The company has put out 26 news releases this year, and in December issued one headlined, “Zap not acquired or bombed by warplanes according to news reports.” In the last several years, it has announced plans to sell a hydrogen fuel-cell vehicle, an ethanol vehicle and a 644-horsepower electric sports sedan. None has materialized.
Zap is in litigation over its 2005 attempt to sell Daimler’s Smart Car in the U.S. without a license from the automaker. Zap purchased them from European dealerships and shipped them here. It also faces nearly a dozen unrelated suits, including fraud and breach of contract.
In the last four years, Zap’s stock price has gyrated between 26 cents and almost $5. It hit its 2008 high of 89 cents in January, shortly after announcing that it had created an “electric car made for iPod” -- one of its low-speed models with an input jack for the digital music player. The shares are now at 52 cents.
“We put out a lot of news because it’s a vicious market and we need to remain in the news,” Schneider said. “Shareholders call screaming, ‘We want news, we want news,’ and so we give it to them.”
Delays
For the moment, Tesla is free from stockholder pressure. Although execs have been hinting at an IPO, the company is privately held and has raised $145 million from VantagePoint Ventures Partners and others.
Last month, the company said it had begun full production of its first-generation vehicle, the $100,000 Roadster, which runs on 6,831 laptop computer batteries stuffed in a car assembled by Britain’s Lotus. So far, 900 people, including Gov. Arnold Schwarzenegger, have put down deposits.
Delivery was delayed by about six months, however, thanks to a transmission problem that forced Tesla to switch out its original, two-speed version for a single speed, reducing zero-to-60 time by 1.7 seconds.

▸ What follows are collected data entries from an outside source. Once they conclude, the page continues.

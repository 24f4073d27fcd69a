// Copyright (c) 2025 Soumyadip Sarkar.
// All rights reserved.
//
// This source code is licensed under the license found in the
// LICENSE file in the root directory of this source tree.

use anyhow::{Context, Result};
use chrono::NaiveDate;
use directories::ProjectDirs;
use once_cell::sync::Lazy;
use rusqlite::{params, Connection, OptionalExtension};
use rust_decimal::Decimal;
use std::fs;
use std::path::{Path, PathBuf};

use crate::models::{Snapshot, Transaction};
use crate::persistence::SnapshotStore;

static APP: Lazy<(&str, &str, &str)> =
    Lazy::new(|| ("com.smartspend", "SmartSpend", "smartspend"));

const KEY_INITIALIZED: &str = "initialized";
const KEY_MONTHLY_BUDGET: &str = "monthly_budget";
const KEY_WEEKLY_BUDGET: &str = "weekly_budget";
const KEY_SYNC_INTERVAL: &str = "sync_interval_minutes";
const KEY_POSITIVE_NUDGE: &str = "positive_nudge";
const KEY_LAST_SAVED_AT: &str = "last_saved_at";

pub fn db_path() -> Result<PathBuf> {
    let proj = ProjectDirs::from(APP.0, APP.1, APP.2)
        .context("Could not determine platform-specific data dir")?;
    let data_dir = proj.data_dir();
    fs::create_dir_all(data_dir).context("Failed to create data dir")?;
    Ok(data_dir.join("smartspend.sqlite"))
}

pub fn open_at(path: &Path) -> Result<Connection> {
    if let Some(parent) = path.parent().filter(|p| !p.as_os_str().is_empty()) {
        fs::create_dir_all(parent)
            .with_context(|| format!("Failed to create {}", parent.display()))?;
    }
    let conn =
        Connection::open(path).with_context(|| format!("Open DB at {}", path.display()))?;
    init_schema(&conn)?;
    Ok(conn)
}

pub fn init_schema(conn: &Connection) -> Result<()> {
    conn.execute_batch(
        r#"
    CREATE TABLE IF NOT EXISTS settings(
        key TEXT PRIMARY KEY,
        value TEXT NOT NULL
    );

    CREATE TABLE IF NOT EXISTS categories(
        name TEXT PRIMARY KEY,
        position INTEGER NOT NULL
    );

    CREATE TABLE IF NOT EXISTS transactions(
        id TEXT PRIMARY KEY,
        position INTEGER NOT NULL,
        title TEXT NOT NULL,
        amount TEXT NOT NULL,
        category TEXT NOT NULL,
        type TEXT NOT NULL CHECK(type IN ('income','expense')),
        date TEXT NOT NULL,
        description TEXT,
        is_recurring INTEGER NOT NULL DEFAULT 0,
        recurrence TEXT NOT NULL DEFAULT 'monthly',
        budget_scope TEXT NOT NULL DEFAULT 'all'
    );
    CREATE INDEX IF NOT EXISTS idx_transactions_date ON transactions(date);
    "#,
    )?;
    Ok(())
}

/// [`SnapshotStore`] over a SQLite database. Each save rewrites the full
/// state in one SQLite transaction.
pub struct SqliteStore {
    conn: Connection,
}

impl SqliteStore {
    pub fn new(conn: Connection) -> Result<Self> {
        init_schema(&conn)?;
        Ok(Self { conn })
    }

    pub fn open(path: &Path) -> Result<Self> {
        Ok(Self {
            conn: open_at(path)?,
        })
    }

    pub fn open_in_memory() -> Result<Self> {
        Self::new(Connection::open_in_memory()?)
    }

    pub fn connection(&self) -> &Connection {
        &self.conn
    }

    /// RFC 3339 time of the last successful save, if any.
    pub fn last_saved_at(&self) -> Result<Option<String>> {
        get_setting(&self.conn, KEY_LAST_SAVED_AT)
    }

    fn load_transactions(&self) -> Result<Vec<Transaction>> {
        let mut stmt = self.conn.prepare(
            "SELECT id, title, amount, category, type, date, description, is_recurring, recurrence, budget_scope
             FROM transactions ORDER BY position, rowid",
        )?;
        let mut rows = stmt.query([])?;
        let mut out = Vec::new();
        while let Some(r) = rows.next()? {
            let id: String = r.get(0)?;
            let amount_s: String = r.get(2)?;
            let type_s: String = r.get(4)?;
            let date: NaiveDate = r.get(5)?;
            let recurrence_s: String = r.get(8)?;
            let scope_s: String = r.get(9)?;
            out.push(Transaction {
                title: r.get(1)?,
                amount: amount_s
                    .parse::<Decimal>()
                    .with_context(|| format!("Invalid amount '{}' for transaction {}", amount_s, id))?,
                category: r.get(3)?,
                r#type: type_s.parse()?,
                date,
                description: r.get(6)?,
                is_recurring: r.get(7)?,
                recurrence: recurrence_s.parse()?,
                budget_scope: scope_s.parse()?,
                id,
            });
        }
        Ok(out)
    }
}

impl SnapshotStore for SqliteStore {
    fn load(&self) -> Result<Option<Snapshot>> {
        if get_setting(&self.conn, KEY_INITIALIZED)?.is_none() {
            return Ok(None);
        }
        let mut stmt = self
            .conn
            .prepare("SELECT name FROM categories ORDER BY position, name")?;
        let categories = stmt
            .query_map([], |r| r.get::<_, String>(0))?
            .collect::<rusqlite::Result<Vec<_>>>()?;

        let defaults = Snapshot::default();
        let monthly_budget = match get_setting(&self.conn, KEY_MONTHLY_BUDGET)? {
            Some(s) => s
                .parse::<Decimal>()
                .with_context(|| format!("Invalid monthly budget '{}'", s))?,
            None => defaults.monthly_budget,
        };
        let weekly_budget = match get_setting(&self.conn, KEY_WEEKLY_BUDGET)? {
            Some(s) => s
                .parse::<Decimal>()
                .with_context(|| format!("Invalid weekly budget '{}'", s))?,
            None => defaults.weekly_budget,
        };
        let sync_interval_minutes = match get_setting(&self.conn, KEY_SYNC_INTERVAL)? {
            Some(s) => s
                .parse::<u32>()
                .with_context(|| format!("Invalid sync interval '{}'", s))?,
            None => defaults.sync_interval_minutes,
        };

        Ok(Some(Snapshot {
            transactions: self.load_transactions()?,
            categories,
            monthly_budget,
            weekly_budget,
            sync_interval_minutes,
        }))
    }

    fn save(&mut self, snapshot: &Snapshot) -> Result<()> {
        let tx = self.conn.transaction()?;
        tx.execute("DELETE FROM transactions", [])?;
        tx.execute("DELETE FROM categories", [])?;
        {
            let mut ins_cat =
                tx.prepare("INSERT INTO categories(name, position) VALUES (?1, ?2)")?;
            for (i, name) in snapshot.categories.iter().enumerate() {
                ins_cat.execute(params![name, i as i64])?;
            }
            let mut ins_tx = tx.prepare(
                "INSERT INTO transactions(id, position, title, amount, category, type, date, description, is_recurring, recurrence, budget_scope)
                 VALUES (?1, ?2, ?3, ?4, ?5, ?6, ?7, ?8, ?9, ?10, ?11)",
            )?;
            for (i, t) in snapshot.transactions.iter().enumerate() {
                ins_tx.execute(params![
                    t.id,
                    i as i64,
                    t.title,
                    t.amount.to_string(),
                    t.category,
                    t.r#type.as_str(),
                    t.date,
                    t.description,
                    t.is_recurring,
                    t.recurrence.as_str(),
                    t.budget_scope.as_str(),
                ])?;
            }
        }
        put_setting(&tx, KEY_MONTHLY_BUDGET, &snapshot.monthly_budget.to_string())?;
        put_setting(&tx, KEY_WEEKLY_BUDGET, &snapshot.weekly_budget.to_string())?;
        put_setting(&tx, KEY_SYNC_INTERVAL, &snapshot.sync_interval_minutes.to_string())?;
        put_setting(&tx, KEY_LAST_SAVED_AT, &chrono::Local::now().to_rfc3339())?;
        put_setting(&tx, KEY_INITIALIZED, "1")?;
        tx.commit().context("Failed to commit snapshot")?;
        Ok(())
    }

    fn load_nudge_fingerprint(&self) -> Result<Option<String>> {
        get_setting(&self.conn, KEY_POSITIVE_NUDGE)
    }

    fn save_nudge_fingerprint(&mut self, fingerprint: &str) -> Result<()> {
        put_setting(&self.conn, KEY_POSITIVE_NUDGE, fingerprint)
    }
}

fn get_setting(conn: &Connection, key: &str) -> Result<Option<String>> {
    let v: Option<String> = conn
        .query_row(
            "SELECT value FROM settings WHERE key=?1",
            params![key],
            |r| r.get(0),
        )
        .optional()?;
    Ok(v)
}

fn put_setting(conn: &Connection, key: &str, value: &str) -> Result<()> {
    conn.execute(
        "INSERT INTO settings(key, value) VALUES(?1, ?2)
         ON CONFLICT(key) DO UPDATE SET value=excluded.value",
        params![key, value],
    )?;
    Ok(())
}
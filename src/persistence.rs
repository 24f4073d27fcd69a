// Copyright (c) 2025 Soumyadip Sarkar.
// All rights reserved.
//
// This source code is licensed under the license found in the
// LICENSE file in the root directory of this source tree.

use anyhow::{bail, Result};

use crate::models::Snapshot;

/// Where a session's state is loaded from and flushed to.
///
/// `load` returns `None` when nothing has been saved yet; callers then start
/// from [`Snapshot::default`]. The nudge fingerprint is kept apart from the
/// snapshot and is written as soon as it changes.
pub trait SnapshotStore {
    fn load(&self) -> Result<Option<Snapshot>>;

    fn save(&mut self, snapshot: &Snapshot) -> Result<()>;

    fn load_nudge_fingerprint(&self) -> Result<Option<String>>;

    fn save_nudge_fingerprint(&mut self, fingerprint: &str) -> Result<()>;
}

/// Process-local store, mostly for tests.
#[derive(Debug, Clone, Default)]
pub struct MemoryStore {
    snapshot: Option<Snapshot>,
    fingerprint: Option<String>,
    fail_saves: bool,
    saves: usize,
}

impl MemoryStore {
    pub fn new() -> Self {
        Self::default()
    }

    pub fn with_snapshot(snapshot: Snapshot) -> Self {
        Self {
            snapshot: Some(snapshot),
            ..Self::default()
        }
    }

    /// Make every following `save` fail until reset.
    pub fn set_fail_saves(&mut self, fail: bool) {
        self.fail_saves = fail;
    }

    pub fn saved(&self) -> Option<&Snapshot> {
        self.snapshot.as_ref()
    }

    /// Number of successful saves.
    pub fn save_count(&self) -> usize {
        self.saves
    }
}

impl SnapshotStore for MemoryStore {
    fn load(&self) -> Result<Option<Snapshot>> {
        Ok(self.snapshot.clone())
    }

    fn save(&mut self, snapshot: &Snapshot) -> Result<()> {
        if self.fail_saves {
            bail!("storage unavailable");
        }
        self.snapshot = Some(snapshot.clone());
        self.saves += 1;
        Ok(())
    }

    fn load_nudge_fingerprint(&self) -> Result<Option<String>> {
        Ok(self.fingerprint.clone())
    }

    fn save_nudge_fingerprint(&mut self, fingerprint: &str) -> Result<()> {
        self.fingerprint = Some(fingerprint.to_string());
        Ok(())
    }
}
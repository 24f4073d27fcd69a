// Copyright (c) 2025 Soumyadip Sarkar.
// All rights reserved.
//
// This source code is licensed under the license found in the
// LICENSE file in the root directory of this source tree.

//! Current-week (Mon..Sun) and current-month windows. Transactions carry a
//! calendar date only, so a window is an inclusive date range; this is the
//! same set as "Monday 00:00:00 through Sunday 23:59:59".

use chrono::{Datelike, Duration, NaiveDate, NaiveDateTime};
use serde::Serialize;

#[derive(Debug, Clone, Copy, PartialEq, Eq, Serialize)]
pub struct DateWindow {
    pub start: NaiveDate,
    pub end: NaiveDate,
}

impl DateWindow {
    pub fn contains(&self, date: NaiveDate) -> bool {
        self.start <= date && date <= self.end
    }
}

#[derive(Debug, Clone, Copy, PartialEq, Eq, Serialize)]
pub struct PeriodWindows {
    pub week: DateWindow,
    pub month: DateWindow,
}

impl PeriodWindows {
    /// Windows for the week and month containing `today`. Not cached: call
    /// again for every aggregation pass.
    pub fn containing(today: NaiveDate) -> Self {
        Self {
            week: week_of(today),
            month: month_of(today),
        }
    }

    pub fn at(instant: NaiveDateTime) -> Self {
        Self::containing(instant.date())
    }
}

pub fn week_of(date: NaiveDate) -> DateWindow {
    let start = date - Duration::days(date.weekday().num_days_from_monday() as i64);
    DateWindow {
        start,
        end: start + Duration::days(6),
    }
}

pub fn month_of(date: NaiveDate) -> DateWindow {
    let start = date.with_day(1).unwrap_or(date);
    let next_month = if date.month() == 12 {
        NaiveDate::from_ymd_opt(date.year() + 1, 1, 1)
    } else {
        NaiveDate::from_ymd_opt(date.year(), date.month() + 1, 1)
    };
    let end = next_month
        .and_then(|d| d.pred_opt())
        .unwrap_or(date);
    DateWindow { start, end }
}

Also a factor in the delay was the ouster of company co-founder Martin Eberhard and about 10% of its employees late last year.
Despite the challenges, Tesla says it hopes to complete nearly 1,000 Roadsters by year-end and to open three retail outlets, including one in Santa Monica.
“It is something we absolutely can do,” Musk, the chairman, said.
Even if it lives up to its vow, whether the company can take the next step -- making good on its intentions to build a $50,000 electric sedan and a $30,000 economy car in mass quantities at a new plant perhaps in New Mexico -- remains to be seen.
The problem, skeptics say, is that high-volume production is an expert’s game, involving the kind of capital-intensive work -- from stamping out body panels to designing high-tech air bags -- that traditional automakers have perfected.
The start-ups “mistakenly believe that they have the problems all worked out,” said David Patterson, a Mitsubishi Motors Corp. executive. The company is developing its own electric car, set to go on sale in Japan next year. “They’re butting up against some of the biggest challenges of the auto industry itself.”
Some suggest that could play into Tesla’s long-term strategy. In addition to Mitsubishi, Nissan Motor Co. has announced plans to sell electric cars, and GM and Toyota are working on a plug-in hybrid.
“I don’t think anybody would be shocked to see Tesla partnering with one of the larger automakers,” said Alan Salzman, chief executive of VantagePoint Ventures. “There are things that a little player like Tesla just can’t do.”